Closed canatella closed 1 year ago
@canatella, thanks for the work. Can you explain why do you think that the handler/status_update pointer becomes invalid?
Honestly, I just got a clue by the fact that the stack trace is pointing at https://github.com/uriyacovy/NukiBleEsp32/blob/1de629002a03e6fffc9acd8b746baf498b50f77b/src/NukiBle.cpp#L244 where there is nothing going on but two pointer access:
Now looking at the doc: https://docs.espressif.com/projects/esp-idf/en/latest/esp32/api-guides/fatal-errors.html#loadprohibited-storeprohibited: LoadProhibited, StoreProhibited
These CPU exceptions happen when an application attempts to read from or write to an invalid memory location.
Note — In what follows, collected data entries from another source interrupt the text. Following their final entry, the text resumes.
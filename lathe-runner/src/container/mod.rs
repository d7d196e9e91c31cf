//! Container lifecycle
//!
//! Containerized stages run their steps inside a container that lives exactly
//! as long as the stage:
//! - Pulling the tag-normalized image
//! - Creating the container with a TTY and a shell entrypoint, then starting it
//! - Executing step commands inside it
//! - Stopping and removing it once the stage's steps are done

mod cli;

pub use cli::CliContainerRuntime;

use anyhow::Result;
use async_trait::async_trait;
use lathe_core::domain::pipeline::normalize_image_tag;
use std::sync::Arc;
use tracing::{info, warn};

use crate::process::OutputStream;

/// Minimal container runtime contract
#[async_trait]
pub trait ContainerRuntime: Send + Sync {
    /// Pulls an image reference
    async fn pull(&self, image: &str) -> Result<()>;

    /// Creates and starts a container, returning its id
    async fn create_and_start(&self, image: &str) -> Result<String>;

    /// Runs a command inside a running container
    async fn exec(&self, container_id: &str, argv: &[String]) -> Result<OutputStream>;

    /// Stops and removes a container
    async fn stop(&self, container_id: &str) -> Result<()>;
}

/// Acquires and releases stage containers
#[derive(Clone)]
pub struct ContainerManager {
    runtime: Arc<dyn ContainerRuntime>,
}

impl ContainerManager {
    pub fn new(runtime: Arc<dyn ContainerRuntime>) -> Self {
        Self { runtime }
    }

    /// Pulls the image and starts a container from it
    ///
    /// # Arguments
    /// * `image` - Image reference; `:latest` is appended when it has no tag
    ///
    /// # Returns
    /// A lease on the running container; it is stopped when the lease is
    /// released or dropped
    pub async fn acquire(&self, image: &str) -> Result<ContainerLease> {
        let image = normalize_image_tag(image);

        info!("Pulling image {}", image);
        self.runtime.pull(&image).await?;

        let container_id = self.runtime.create_and_start(&image).await?;
        info!("Container {} started from {}", container_id, image);

        Ok(ContainerLease {
            manager: self.clone(),
            id: Some(container_id),
        })
    }

    /// Stops and removes a container
    ///
    /// Failures are logged and otherwise ignored; the container may leak.
    pub async fn release(&self, container_id: &str) {
        match self.runtime.stop(container_id).await {
            Ok(()) => info!("Container {} stopped and removed", container_id),
            Err(e) => warn!("Failed to stop container {}: {:#}", container_id, e),
        }
    }
}

/// A running stage container
///
/// Dropping an unreleased lease (unwinding or a cancelled task) schedules the
/// stop on the current runtime.
pub struct ContainerLease {
    manager: ContainerManager,
    id: Option<String>,
}

impl ContainerLease {
    pub fn id(&self) -> &str {
        self.id.as_deref().unwrap_or_default()
    }

    /// Stops and removes the container
    pub async fn release(mut self) {
        if let Some(id) = self.id.take() {
            self.manager.release(&id).await;
        }
    }
}

impl Drop for ContainerLease {
    fn drop(&mut self) {
        let Some(id) = self.id.take() else {
            return;
        };

        match tokio::runtime::Handle::try_current() {
            Ok(handle) => {
                warn!("Container {} dropped without release, stopping it", id);
                let manager = self.manager.clone();
                handle.spawn(async move { manager.release(&id).await });
            }
            Err(_) => warn!("Container {} leaked: no runtime left to stop it", id),
        }
    }
}

#[cfg(test)]
pub(crate) mod testing {
    //! Recording runtime used by engine and plugin tests

    use super::*;
    use futures::StreamExt;
    use std::sync::Mutex;

    #[derive(Debug, Clone, PartialEq, Eq)]
    pub enum Call {
        Pull(String),
        Start(String),
        Exec(String, Vec<String>),
        Stop(String),
    }

    #[derive(Default)]
    pub struct FakeRuntime {
        pub calls: Mutex<Vec<Call>>,
        pub fail_pull: bool,
        pub fail_stop: bool,
        pub next_id: Mutex<u32>,
    }

    impl FakeRuntime {
        pub fn calls(&self) -> Vec<Call> {
            self.calls.lock().unwrap().clone()
        }

        pub fn count(&self, pred: impl Fn(&Call) -> bool) -> usize {
            self.calls().iter().filter(|c| pred(c)).count()
        }
    }

    #[async_trait]
    impl ContainerRuntime for FakeRuntime {
        async fn pull(&self, image: &str) -> Result<()> {
            self.calls.lock().unwrap().push(Call::Pull(image.to_string()));
            if self.fail_pull {
                anyhow::bail!("manifest for {} not found", image);
            }
            Ok(())
        }

        async fn create_and_start(&self, image: &str) -> Result<String> {
            let mut next_id = self.next_id.lock().unwrap();
            *next_id += 1;
            let id = format!("ctr-{}", next_id);
            self.calls
                .lock()
                .unwrap()
                .push(Call::Start(format!("{}={}", id, image)));
            Ok(id)
        }

        async fn exec(&self, container_id: &str, argv: &[String]) -> Result<OutputStream> {
            self.calls
                .lock()
                .unwrap()
                .push(Call::Exec(container_id.to_string(), argv.to_vec()));
            let line = format!("[{}] {}", container_id, argv.join(" "));
            Ok(futures::stream::iter(vec![Ok(line)]).boxed())
        }

        async fn stop(&self, container_id: &str) -> Result<()> {
            self.calls
                .lock()
                .unwrap()
                .push(Call::Stop(container_id.to_string()));
            if self.fail_stop {
                anyhow::bail!("container {} is not running", container_id);
            }
            Ok(())
        }
    }
}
The address which has been written/read is found in the EXCVADDR register in the register dump. If this address is zero, it usually means that the application has attempted to dereference a NULL pointer. If this address is close to zero, it usually means that the application has attempted to access a member of a structure, but the pointer to the structure is NULL. If this address is something else (garbage value, not in 0x3fxxxxxx - 0x6xxxxxxx range), it likely means that the pointer used to access the data is either not initialized or has been corrupted.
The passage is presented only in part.